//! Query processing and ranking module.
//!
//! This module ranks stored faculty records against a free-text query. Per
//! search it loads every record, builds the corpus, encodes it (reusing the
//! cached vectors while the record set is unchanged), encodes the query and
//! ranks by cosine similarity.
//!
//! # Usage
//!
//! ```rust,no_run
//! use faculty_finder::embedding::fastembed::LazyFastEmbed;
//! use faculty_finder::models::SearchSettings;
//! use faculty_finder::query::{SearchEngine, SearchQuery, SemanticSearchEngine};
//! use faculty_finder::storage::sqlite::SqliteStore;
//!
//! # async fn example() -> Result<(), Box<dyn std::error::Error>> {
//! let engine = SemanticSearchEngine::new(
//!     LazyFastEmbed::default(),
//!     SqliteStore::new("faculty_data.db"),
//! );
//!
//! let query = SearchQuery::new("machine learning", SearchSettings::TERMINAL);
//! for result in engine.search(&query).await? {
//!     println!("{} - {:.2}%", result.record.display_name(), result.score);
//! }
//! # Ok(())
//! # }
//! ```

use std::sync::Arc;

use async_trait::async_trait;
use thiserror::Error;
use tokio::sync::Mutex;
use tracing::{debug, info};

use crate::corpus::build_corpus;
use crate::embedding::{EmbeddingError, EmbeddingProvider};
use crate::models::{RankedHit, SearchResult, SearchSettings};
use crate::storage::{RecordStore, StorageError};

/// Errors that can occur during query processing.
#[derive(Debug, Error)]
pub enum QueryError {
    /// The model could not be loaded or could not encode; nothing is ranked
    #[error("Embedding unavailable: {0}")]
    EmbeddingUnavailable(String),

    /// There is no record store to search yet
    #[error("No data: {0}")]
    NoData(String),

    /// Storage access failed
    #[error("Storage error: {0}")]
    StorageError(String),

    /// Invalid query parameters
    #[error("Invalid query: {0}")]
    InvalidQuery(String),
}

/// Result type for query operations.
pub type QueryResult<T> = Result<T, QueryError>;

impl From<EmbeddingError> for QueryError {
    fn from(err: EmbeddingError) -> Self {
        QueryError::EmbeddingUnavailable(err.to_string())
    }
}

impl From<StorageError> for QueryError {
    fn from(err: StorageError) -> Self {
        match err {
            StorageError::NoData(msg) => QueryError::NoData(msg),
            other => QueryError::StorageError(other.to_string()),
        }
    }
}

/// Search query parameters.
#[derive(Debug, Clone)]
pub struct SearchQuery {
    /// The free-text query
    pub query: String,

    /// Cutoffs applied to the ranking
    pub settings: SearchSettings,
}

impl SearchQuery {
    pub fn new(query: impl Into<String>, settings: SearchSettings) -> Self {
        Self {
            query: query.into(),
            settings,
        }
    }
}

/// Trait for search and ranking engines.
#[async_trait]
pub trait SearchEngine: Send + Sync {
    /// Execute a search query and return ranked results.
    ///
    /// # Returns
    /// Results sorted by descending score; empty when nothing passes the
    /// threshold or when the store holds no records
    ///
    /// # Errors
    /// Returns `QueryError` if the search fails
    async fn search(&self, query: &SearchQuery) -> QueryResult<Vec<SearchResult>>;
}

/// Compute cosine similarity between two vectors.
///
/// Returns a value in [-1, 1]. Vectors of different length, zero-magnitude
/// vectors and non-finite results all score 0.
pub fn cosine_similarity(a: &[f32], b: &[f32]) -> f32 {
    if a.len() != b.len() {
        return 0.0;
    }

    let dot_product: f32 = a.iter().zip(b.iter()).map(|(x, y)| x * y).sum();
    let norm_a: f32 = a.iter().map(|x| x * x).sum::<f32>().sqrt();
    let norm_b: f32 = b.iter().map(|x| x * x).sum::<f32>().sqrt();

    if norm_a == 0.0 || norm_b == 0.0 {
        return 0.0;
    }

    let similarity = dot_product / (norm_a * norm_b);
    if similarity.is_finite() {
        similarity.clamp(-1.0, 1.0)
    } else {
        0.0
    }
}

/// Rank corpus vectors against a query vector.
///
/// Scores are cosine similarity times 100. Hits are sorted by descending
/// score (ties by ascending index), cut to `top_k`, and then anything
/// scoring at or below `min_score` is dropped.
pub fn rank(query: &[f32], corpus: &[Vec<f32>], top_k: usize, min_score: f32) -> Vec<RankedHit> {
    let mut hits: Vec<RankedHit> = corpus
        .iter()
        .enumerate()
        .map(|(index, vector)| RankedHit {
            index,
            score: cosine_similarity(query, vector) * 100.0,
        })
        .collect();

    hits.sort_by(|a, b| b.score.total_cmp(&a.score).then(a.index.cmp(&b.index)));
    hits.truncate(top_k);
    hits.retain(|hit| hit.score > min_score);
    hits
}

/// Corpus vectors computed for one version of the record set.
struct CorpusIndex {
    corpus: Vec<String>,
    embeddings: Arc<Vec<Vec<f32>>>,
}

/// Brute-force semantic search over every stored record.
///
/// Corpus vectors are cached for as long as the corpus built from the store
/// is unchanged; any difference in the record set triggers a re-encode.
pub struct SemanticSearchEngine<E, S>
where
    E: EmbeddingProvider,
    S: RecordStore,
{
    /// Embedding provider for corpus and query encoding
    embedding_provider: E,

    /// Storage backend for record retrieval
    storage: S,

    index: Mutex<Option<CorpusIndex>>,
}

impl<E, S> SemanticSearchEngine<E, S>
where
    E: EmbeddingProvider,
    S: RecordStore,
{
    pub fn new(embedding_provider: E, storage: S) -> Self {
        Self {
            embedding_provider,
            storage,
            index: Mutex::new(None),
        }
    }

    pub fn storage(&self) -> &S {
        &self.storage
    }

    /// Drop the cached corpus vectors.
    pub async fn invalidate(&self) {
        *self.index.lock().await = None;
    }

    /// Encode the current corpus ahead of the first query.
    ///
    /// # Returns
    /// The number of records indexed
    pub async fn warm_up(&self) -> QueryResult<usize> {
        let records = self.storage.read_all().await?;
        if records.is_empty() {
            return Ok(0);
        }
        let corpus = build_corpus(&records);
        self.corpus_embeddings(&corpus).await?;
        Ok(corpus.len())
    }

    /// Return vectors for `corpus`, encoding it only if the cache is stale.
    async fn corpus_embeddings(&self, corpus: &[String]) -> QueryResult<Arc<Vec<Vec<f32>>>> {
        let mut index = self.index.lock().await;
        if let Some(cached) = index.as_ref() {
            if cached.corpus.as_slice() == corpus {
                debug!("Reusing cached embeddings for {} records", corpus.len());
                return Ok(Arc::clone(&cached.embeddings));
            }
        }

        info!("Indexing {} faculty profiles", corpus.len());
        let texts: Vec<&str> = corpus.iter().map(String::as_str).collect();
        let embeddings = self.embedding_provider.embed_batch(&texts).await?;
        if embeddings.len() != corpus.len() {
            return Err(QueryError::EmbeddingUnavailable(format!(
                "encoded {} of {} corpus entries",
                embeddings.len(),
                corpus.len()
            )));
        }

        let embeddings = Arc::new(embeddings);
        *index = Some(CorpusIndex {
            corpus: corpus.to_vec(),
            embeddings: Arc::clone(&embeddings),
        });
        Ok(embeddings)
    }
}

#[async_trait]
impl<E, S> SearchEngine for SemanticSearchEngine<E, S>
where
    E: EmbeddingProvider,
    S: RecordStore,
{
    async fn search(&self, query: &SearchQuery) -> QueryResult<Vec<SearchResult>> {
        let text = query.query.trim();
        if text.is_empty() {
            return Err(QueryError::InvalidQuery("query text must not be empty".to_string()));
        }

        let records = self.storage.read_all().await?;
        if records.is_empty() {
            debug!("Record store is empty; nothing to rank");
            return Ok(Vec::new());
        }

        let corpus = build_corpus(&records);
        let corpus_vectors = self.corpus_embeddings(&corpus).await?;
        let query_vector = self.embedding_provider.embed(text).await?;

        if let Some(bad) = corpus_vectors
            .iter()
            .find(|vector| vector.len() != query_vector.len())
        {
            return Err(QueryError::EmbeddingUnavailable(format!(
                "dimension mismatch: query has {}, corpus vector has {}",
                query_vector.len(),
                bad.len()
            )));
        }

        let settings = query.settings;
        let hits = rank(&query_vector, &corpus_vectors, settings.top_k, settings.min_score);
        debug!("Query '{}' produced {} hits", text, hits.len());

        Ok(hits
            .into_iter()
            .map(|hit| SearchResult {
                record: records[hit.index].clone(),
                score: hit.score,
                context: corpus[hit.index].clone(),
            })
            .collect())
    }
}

--

§ Requirement
Please reproduce exactly the lines in the listing above from the one containing "pub enum QueryError" through the one containing "pub trait SearchEngine: Send", both included, and nothing more.

§ Result of the task
pub enum QueryError {
    /// The model could not be loaded or could not encode; nothing is ranked
    #[error("Embedding unavailable: {0}")]
    EmbeddingUnavailable(String),

    /// There is no record store to search yet
    #[error("No data: {0}")]
    NoData(String),

    /// Storage access failed
    #[error("Storage error: {0}")]
    StorageError(String),

    /// Invalid query parameters
    #[error("Invalid query: {0}")]
    InvalidQuery(String),
}

/// Result type for query operations.
pub type QueryResult<T> = Result<T, QueryError>;

impl From<EmbeddingError> for QueryError {
    fn from(err: EmbeddingError) -> Self {
        QueryError::EmbeddingUnavailable(err.to_string())
    }
}

impl From<StorageError> for QueryError {
    fn from(err: StorageError) -> Self {
        match err {
            StorageError::NoData(msg) => QueryError::NoData(msg),
            other => QueryError::StorageError(other.to_string()),
        }
    }
}

/// Search query parameters.
#[derive(Debug, Clone)]
pub struct SearchQuery {
    /// The free-text query
    pub query: String,

    /// Cutoffs applied to the ranking
    pub settings: SearchSettings,
}

impl SearchQuery {
    pub fn new(query: impl Into<String>, settings: SearchSettings) -> Self {
        Self {
            query: query.into(),
            settings,
        }
    }
}

/// Trait for search and ranking engines.
#[async_trait]
pub trait SearchEngine: Send + Sync {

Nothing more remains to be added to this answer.